I know this kind of obsessive and negative thinking actually does require a mental health professional, especially in light of the fact that I simply feel unable to stop obsessing over this. **But I feel like seeking help for my obsession with homophobic people is giving up, and I don’t give up on anything or anyone, ever, period.**

**I have quite literally put up with (legitimate) emotional and verbal abuse with past relationships until they left me, that’s how much I refuse to give up on people.** One of my exes, after his mom died, took his anger out on me and told me he hopes my mom dies too so I could finally know how it feels. I still didn’t leave him. **If I give up and admit that some people will always be hateful no matter what, it feels like I’m admitting defeat and that I’m weak.**

So I’m still apprehensive about seeking professional help because I don’t want to give up. **Maybe if I just think about it a little harder, everything will be alright and I’ll never have problems again.**

**TL;DR I have an unhealthy obsession with trying to change bigots but I refuse to stop because I don’t give up on people, even at the expense of my health and well-being because giving up is for the weak.**

6 comments
  1. It’s okay to take a break and prioritize your own well-being. Seeking professional help is a sign of strength, not weakness. Remember that you can’t change everyone but you can change how you react to them.

  2. > I also plain don’t see the point in loving myself if even one person dislikes me.

    Can you elaborate on what you mean by a point? I am having trouble understanding why that one person gets so much power to change what you think about yourself. Are you happy right now with who you are and what you are doing? If not, perhaps that’s the point to ignoring that one person who doesn’t really know you for who you are.

    Also I’m glad you brought up considering professional help because it sounds pretty exhausting putting up with abuse and trying so hard to chase something that is not possible. Seeking professional help is for people who are brave and want to take the leap. I’d argue that those people who refuse to seek help are giving up and wallowing in their helplessness. I hope you can get there!

  3. > I know the truth:

    From a tv show? Really? That’s frankly idiotic.

    First: you equate bigotry with hate. This is false. Second: bigotry cannot be both innate AND some mysterious illness you can cure. That logical inconsistency should cause you to ponder.

    You focus on others’ because you hate yourself too much to put yourself under examination. *That* is weak. Grow strong. Examine *yourself*

  4. You’re me, it’s so hard. You have to be selfish sometimes and that’s the way I have decided how I behave when I am generally going against what I believe to be right.

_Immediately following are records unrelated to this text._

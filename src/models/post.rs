// SPDX-License-Identifier: MIT
// Copyright 2026 Roland Dreier <roland@rolandd.dev>

//! Post and reply models for storage and API.

use chrono::{DateTime, Utc};
use serde::{Deserialize, Serialize};
#[cfg(feature = "binding-generation")]
use ts_rs::TS;
use uuid::Uuid;

use crate::models::user::{set_membership, toggle_membership};

/// Maximum post length, in characters.
pub const MAX_POST_LENGTH: usize = 500;

/// Post document as stored.
#[derive(Debug, Clone, Serialize, Deserialize)]
pub struct Post {
    /// Post ID (also used as document ID)
    pub id: Uuid,
    /// Owning user
    pub posted_by: Uuid,
    pub text: String,
    /// Image reference, if any
    #[serde(default)]
    pub img: Option<String>,
    /// Users who liked this post
    #[serde(default)]
    pub likes: Vec<Uuid>,
    /// Replies in the order they were made
    #[serde(default)]
    pub replies: Vec<Reply>,
    /// Everyone with a reply on this post; lets profile edits find the
    /// snapshots they need to refresh.
    #[serde(default)]
    pub reply_user_ids: Vec<Uuid>,
    #[serde(with = "firestore::serialize_as_timestamp")]
    pub created_at: DateTime<Utc>,
}

/// Reply embedded in a post.
///
/// `username` and `user_profile_pic` are a snapshot of the author taken when
/// the reply was written. They are rewritten when the author edits their
/// profile, not looked up on read.
#[derive(Debug, Clone, Serialize, Deserialize)]
#[serde(rename_all = "camelCase")]
#[cfg_attr(feature = "binding-generation", derive(TS))]
#[cfg_attr(feature = "binding-generation", ts(export, export_to = "bindings/"))]
pub struct Reply {
    pub user_id: Uuid,
    pub text: String,
    pub username: String,
    #[serde(default)]
    pub user_profile_pic: String,
}

impl Post {
    pub fn new(posted_by: Uuid, text: String, img: Option<String>) -> Self {
        Self {
            id: Uuid::new_v4(),
            posted_by,
            text,
            img: img.filter(|i| !i.is_empty()),
            likes: Vec::new(),
            replies: Vec::new(),
            reply_user_ids: Vec::new(),
            created_at: Utc::now(),
        }
    }

    #[cfg(test)]
    pub fn is_liked_by(&self, user_id: Uuid) -> bool {
        self.likes.contains(&user_id)
    }

    /// Flip `user_id`'s like. Returns `true` if the post is liked afterwards.
    pub fn toggle_like(&mut self, user_id: Uuid) -> bool {
        toggle_membership(&mut self.likes, user_id)
    }

    pub fn add_reply(&mut self, reply: Reply) {
        set_membership(&mut self.reply_user_ids, reply.user_id, true);
        self.replies.push(reply);
    }

    /// Rewrite the author snapshot on every reply by `user_id`.
    ///
    /// Returns `true` if any reply changed.
    pub fn refresh_reply_snapshots(
        &mut self,
        user_id: Uuid,
        username: &str,
        profile_pic: &str,
    ) -> bool {
        let mut changed = false;
        for reply in self.replies.iter_mut().filter(|r| r.user_id == user_id) {
            if reply.username != username || reply.user_profile_pic != profile_pic {
                reply.username = username.to_string();
                reply.user_profile_pic = profile_pic.to_string();
                changed = true;
            }
        }
        changed
    }
}

/// Post as returned by the API.
#[derive(Debug, Clone, Serialize)]
#[serde(rename_all = "camelCase")]
#[cfg_attr(feature = "binding-generation", derive(TS))]
#[cfg_attr(feature = "binding-generation", ts(export, export_to = "bindings/"))]
pub struct PostResponse {
    pub id: Uuid,
    pub posted_by: Uuid,
    pub text: String,
    pub img: Option<String>,
    pub likes: Vec<Uuid>,
    pub replies: Vec<Reply>,
    pub created_at: DateTime<Utc>,
}

impl From<Post> for PostResponse {
    fn from(post: Post) -> Self {
        Self {
            id: post.id,
            posted_by: post.posted_by,
            text: post.text,
            img: post.img,
            likes: post.likes,
            replies: post.replies,
            created_at: post.created_at,
        }
    }
}
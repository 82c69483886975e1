use criterion::{criterion_group, criterion_main, Criterion};
use std::hint::black_box;
use threadline::models::Post;
use threadline::services::TokenService;
use uuid::Uuid;

fn benchmark_session_tokens(c: &mut Criterion) {
    let service = TokenService::new(b"bench_signing_key_32_bytes_long!", true);
    let user_id = Uuid::new_v4();
    let token = service.issue(user_id).expect("Failed to issue token");

    let mut group = c.benchmark_group("session_tokens");

    group.bench_function("issue", |b| b.iter(|| service.issue(black_box(user_id))));

    group.bench_function("verify", |b| b.iter(|| service.verify(black_box(&token))));

    group.finish();
}

fn benchmark_like_toggle(c: &mut Criterion) {
    // A popular post: toggling is a linear scan of the like list
    let mut post = Post::new(Uuid::new_v4(), "popular".to_string(), None);
    for _ in 0..10_000 {
        post.toggle_like(Uuid::new_v4());
    }
    let liker = Uuid::new_v4();

    c.bench_function("toggle_like_10k", |b| {
        b.iter(|| post.toggle_like(black_box(liker)))
    });
}

criterion_group!(benches, benchmark_session_tokens, benchmark_like_toggle);
criterion_main!(benches);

I have absolutely ruined my self confidence by ALWAYS following what I believe but with moderation you can live a happier version of your life. I am 28M

  5. You’ve demonstrated well why your emotional “logic” makes no sense.

    Hate will always exist and you hating or loving yourself has no correlation to that.

    People treating you badly isn’t a reflection of you.

    I’m not sure what you’re asking. You know you need psychological help but refuse to get it. The reasoning you’ve given for refusing to get it makes no sense – it’s based on magical thinking and conflates things that have no bearing on eachother. Therefore you should get psychological help. But you already knew that.

    You should start getting psychological help and you can explain to your therapist about how you conflate getting psych help with giving up.

    But no one can force you to take that first step, you need to do it yourself.

    You’ve set up a logical trap so that you conveniently never have to do the hard work of healing yourself, because you can’t do it until hate is gone from the world, which isn’t going to happen in your lifetime. And you can’t love yourself if even one person doesn’t like you, which again, being universally liked is never going to happen. So you let yourself off the hook for doing the actually hard, scary thing. I’m telling you your reasoning is a bullshit cop out, and you can’t improve much until you’ve made yourself healthy.